[Link] Research as a Stochastic Decision Process
post by arikr
score: 29 (11 votes) ·
In this post I will talk about an approach to research (and other projects that involve high uncertainty) that has substantially improved my productivity. Before implementing this approach, I made little research progress for over a year; afterwards, I completed one project every four months on average. Other changes also contributed, but I expect the ideas here to at least double your productivity if you aren't already employing a similar process.
Many EA type activities could benefit from this framework!

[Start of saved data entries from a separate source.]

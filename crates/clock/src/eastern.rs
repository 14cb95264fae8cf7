use chrono::{DateTime, Datelike, Duration, FixedOffset, NaiveDate, Utc};

const EST_SECS: i32 = -5 * 3600;
const EDT_SECS: i32 = -4 * 3600;

/// UTC offset for America/New_York at the given instant.
///
/// chrono carries no tzdata, so the offset is derived from the post-2007 US
/// rule: daylight time runs from 02:00 EST on the second Sunday of March
/// (07:00 UTC) until 02:00 EDT on the first Sunday of November (06:00 UTC).
pub fn eastern_offset(utc: DateTime<Utc>) -> FixedOffset {
    let secs = if in_dst(utc) { EDT_SECS } else { EST_SECS };
    FixedOffset::east_opt(secs).expect("offset within a day")
}

fn in_dst(utc: DateTime<Utc>) -> bool {
    let year = utc.year();
    let start = transition_instant(year, 3, 2, 7);
    let end = transition_instant(year, 11, 1, 6);
    utc >= start && utc < end
}

/// UTC instant of the DST transition on the nth Sunday of the given month.
fn transition_instant(year: i32, month: u32, nth: u32, utc_hour: u32) -> DateTime<Utc> {
    nth_sunday(year, month, nth)
        .and_hms_opt(utc_hour, 0, 0)
        .expect("valid transition time")
        .and_utc()
}

fn nth_sunday(year: i32, month: u32, nth: u32) -> NaiveDate {
    let first = NaiveDate::from_ymd_opt(year, month, 1).expect("valid first of month");
    let to_sunday = (7 - first.weekday().num_days_from_sunday()) % 7;
    first + Duration::days(i64::from(to_sunday + (nth - 1) * 7))
}

#[cfg(test)]
mod tests {
    use super::*;
    use chrono::TimeZone;

    fn utc(y: i32, mo: u32, d: u32, h: u32, mi: u32, s: u32) -> DateTime<Utc> {
        Utc.with_ymd_and_hms(y, mo, d, h, mi, s).unwrap()
    }

    #[test]
    fn nth_sunday_2024() {
        // March 2024: Sundays fall on 3, 10, 17, 24, 31.
        assert_eq!(nth_sunday(2024, 3, 2), NaiveDate::from_ymd_opt(2024, 3, 10).unwrap());
        // November 2024: first Sunday is the 3rd.
        assert_eq!(nth_sunday(2024, 11, 1), NaiveDate::from_ymd_opt(2024, 11, 3).unwrap());
    }

    #[test]
    fn summer_is_edt() {
        let off = eastern_offset(utc(2024, 7, 15, 12, 0, 0));
        assert_eq!(off.local_minus_utc(), -4 * 3600);
    }

    #[test]
    fn winter_is_est() {
        let off = eastern_offset(utc(2024, 1, 15, 12, 0, 0));
        assert_eq!(off.local_minus_utc(), -5 * 3600);
    }

    #[test]
    fn spring_transition_boundary() {
        // 2024-03-10 07:00 UTC is the switch to EDT.
        let before = eastern_offset(utc(2024, 3, 10, 6, 59, 59));
        let after = eastern_offset(utc(2024, 3, 10, 7, 0, 0));
        assert_eq!(before.local_minus_utc(), -5 * 3600);
        assert_eq!(after.local_minus_utc(), -4 * 3600);
    }

    #[test]
    fn fall_transition_boundary() {
        // 2024-11-03 06:00 UTC is the switch back to EST.
        let before = eastern_offset(utc(2024, 11, 3, 5, 59, 59));
        let after = eastern_offset(utc(2024, 11, 3, 6, 0, 0));
        assert_eq!(before.local_minus_utc(), -4 * 3600);
        assert_eq!(after.local_minus_utc(), -5 * 3600);
    }
}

Comments sorted by top scores.
comment by RomeoStevens
· score: 4 (3 votes) · EA
Even smart people will often intuitively (that is to say, without realizing it, or only dimly realize it) shy away from the part of the project that would provide information that would tell them they're doing the wrong thing. This is part of the value of things like gantt charts and other project maps in that even though the plans they are typically used to generate fail when colliding with reality, they can alert you to ways you are fooling yourself about the most uncertain parts of a project.
comment by ishi
· score: 0 (2 votes) · EA
My own approach i describe as multiobjective optimization but more based on simulated annealing/statistical mechanics) and deals with 'stopping times' rather than 'fail rates' though they are closely connected. I think maybe many EA affiliated people will not go through that whole paper--at least the few i've met. (I was told to get a CS degree either at UCSF where i had a job in theoretical biology or stanford, so i chose the 'stopping time' or 'fail rate'. I was pretty succesful at failing. Completed failing at 4 projects in 4 months. Condoleeza Rice also teaches at Stanford now---she helped win the war in Afghanistsan, Iraq, etc. No, good deed goes unrewarded.